Mental Disorders Clinical Trial
Official title:
Mindfulness-based Group Treatment of Patients With Depression and Anxiety: Effects on Symptoms and Inflammatory Markers in a Randomized Controlled Multicenter Study in Primary Care
The purpose of this study is to determine the effectiveness, with respect to symptoms and systemic inflammatory level, of mindfulness-based group treatment compared with normal treatment in patients diagnosed with minor to moderate mental disorders. The hypothesis is that mindfulness group-treatment 1) will be at least as effective as normal treatment in reducing psychiatric symptoms; 2) will increase quality of life compared with normal treatment; 3) will be costeffective compared with normal treatment; and 4) will reduce inflammation-related markers. The study will be conducted at primary care centers in Skåne, Sweden. We will assess the effect of mindfulness-based group treatment on psychiatric symptoms, quality of life, and health (as rated by the patients themselves) as well as inflammatory markers.
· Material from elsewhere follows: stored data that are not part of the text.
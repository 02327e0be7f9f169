use anyhow::{Context, Result};
use ingest::span::{ceil_char_boundary, floor_char_boundary};
use regex::Regex;

const MIN_TOKENS: usize = 2;
const MAX_TOKENS: usize = 6;

/// Capitalised words that open a sentence or clause rather than a name.
const LEADING_STOPWORDS: &[&str] = &[
    "The", "A", "An", "In", "On", "At", "And", "But", "Or", "For", "From", "To", "Of", "By",
    "With", "When", "Where", "While", "After", "Before", "During", "If", "As", "This", "That",
    "These", "Those", "Then", "He", "She", "They", "We", "It", "His", "Her", "Their", "Our",
    "I", "Yes", "No", "According", "Per", "Re", "Subject", "Cc",
];

/// Tokens that may carry a trailing period and still continue a name.
const ABBREVIATIONS: &[&str] = &["Mr", "Mrs", "Ms", "Dr", "St", "Jr", "Sr", "Mt", "Ft", "Gov", "Sen", "Rep", "Prof"];

/// One candidate occurrence inside a text unit. Offsets are byte offsets.
#[derive(Debug, Clone, PartialEq, Eq)]
pub struct RawCandidate {
    pub surface: String,
    pub start: usize,
    pub end: usize,
}

#[derive(Debug, Clone, PartialEq, Eq)]
pub struct ContextWindow {
    pub before: String,
    pub after: String,
}

impl ContextWindow {
    pub fn quote(&self, surface: &str) -> String {
        format!("{}{}{}", self.before, surface, self.after)
    }
}

#[derive(Debug, Clone, PartialEq)]
pub struct Evidence {
    pub context: String,
    pub score: f64,
}

/// Proper-noun heuristic: runs of 2–6 capitalised tokens separated by
/// single spaces.
pub struct MentionExtractor {
    token: Regex,
    context_radius: usize,
}

#[derive(Debug, Clone, Copy)]
struct Token {
    start: usize,
    end: usize,
}

impl MentionExtractor {
    pub fn new(context_radius: usize) -> Result<Self> {
        let token = Regex::new(r"\b\p{Lu}[\p{L}\p{M}'\x{2019}\-]*")
            .context("Failed to compile capitalised-token pattern")?;

        Ok(Self {
            token,
            context_radius,
        })
    }

    /// Every candidate occurrence in `text`; repeated names are reported
    /// once per occurrence.
    pub fn extract(&self, text: &str) -> Vec<RawCandidate> {
        let mut candidates = Vec::new();
        let mut run: Vec<Token> = Vec::new();

        for m in self.token.find_iter(text) {
            let mut token = Token {
                start: m.start(),
                end: m.end(),
            };

            let word = m.as_str();
            if text[token.end..].starts_with('.') && is_abbreviation(word) {
                token.end += 1;
            }

            let continues = run
                .last()
                .is_some_and(|prev| &text[prev.end..token.start] == " ");

            if !continues {
                self.emit(text, &run, &mut candidates);
                run.clear();
            }
            run.push(token);
        }
        self.emit(text, &run, &mut candidates);

        candidates
    }

    fn emit(&self, text: &str, run: &[Token], out: &mut Vec<RawCandidate>) {
        let first_kept = run
            .iter()
            .position(|t| !LEADING_STOPWORDS.contains(&&text[t.start..t.end]))
            .unwrap_or(run.len());

        for chunk in run[first_kept..].chunks(MAX_TOKENS) {
            if chunk.len() < MIN_TOKENS {
                continue;
            }
            let start = chunk[0].start;
            let end = chunk[chunk.len() - 1].end;
            out.push(RawCandidate {
                surface: text[start..end].to_string(),
                start,
                end,
            });
        }
    }

    /// Symmetric window around `[start, end)`, clamped to the unit and to
    /// char boundaries.
    pub fn window(&self, text: &str, start: usize, end: usize) -> ContextWindow {
        let start = floor_char_boundary(text, start.min(text.len()));
        let end = ceil_char_boundary(text, end.min(text.len()).max(start));
        let before_start = floor_char_boundary(text, start.saturating_sub(self.context_radius));
        let after_end = ceil_char_boundary(text, (end + self.context_radius).min(text.len()));

        ContextWindow {
            before: text[before_start..start].to_string(),
            after: text[end..after_end].to_string(),
        }
    }

    /// Context quote plus a deterministic quality score in `[0, 1]`.
    pub fn extract_evidence(&self, full_text: &str, start: usize, end: usize) -> Evidence {
        let window = self.window(full_text, start, end);
        let surface = &full_text[floor_char_boundary(full_text, start.min(full_text.len()))
            ..ceil_char_boundary(full_text, end.min(full_text.len()))];
        let context = ingest::span::clean_text(&window.quote(surface));

        let visible: Vec<char> = context.chars().filter(|c| !c.is_whitespace()).collect();
        let alpha_ratio = if visible.is_empty() {
            0.0
        } else {
            visible.iter().filter(|c| c.is_alphabetic()).count() as f64 / visible.len() as f64
        };
        let shouting = surface.chars().any(char::is_alphabetic)
            && surface.chars().filter(|c| c.is_alphabetic()).all(char::is_uppercase);
        let enough_words = context.split_whitespace().count() >= 5;

        let score = 0.4 * alpha_ratio
            + if shouting { 0.0 } else { 0.3 }
            + if enough_words { 0.3 } else { 0.0 };

        Evidence {
            context,
            score: score.clamp(0.0, 1.0),
        }
    }
}

fn is_abbreviation(word: &str) -> bool {
    word.chars().count() == 1 || ABBREVIATIONS.contains(&word)
}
Modern cognitive behavioral therapy (CBT) has since the 1990s involved mindfulness, a
meditation-based technique that teaches patients to manage their thoughts and feelings. A
problem with individual-based psychotherapies is that they are costly, and therapists
educated in mindfulness are scarce. Here, we are seeking basis for healthcare providers in
primary care to recommend group-based mindfulness training to patients with minor to
moderate mental disorders.
Aims of the study:
The primary aim of this study is to assess the effectiveness of mindfulness-based group
treatment of patients with minor to moderate mental disorders in primary care through
comparison with patients who receive treatment as usual (controls). The cost-effectiveness
of mindfulness-based group treatment as an alternative to individual CBT will also be
studied. In addition, since increased systemic inflammation has been linked to mental
disorders, the effects of the intervention on systemic inflammation—as measured by serum
levels of well-established inflammatory and inflammation-related markers (proteins, miRNAs,
SNPs, telomere length)—will also be evaluated. Finally, we intend to analyze
gene-environment interactions to see if we can find characteristics in the neighbourhood
environment that may predict the development of mental disorders in genetically susceptible
individuals.
Parameters evaluated in the study:
Parameters assessed at baseline, before the intervention starts: Blood sampling (level of
inflammation and inflammation-related markers); Daily functioning (the Global Assessment of
Functioning (GAF) scale); Quality of life (the EQ-5D instrument); Symptom Checklist (SCL-90)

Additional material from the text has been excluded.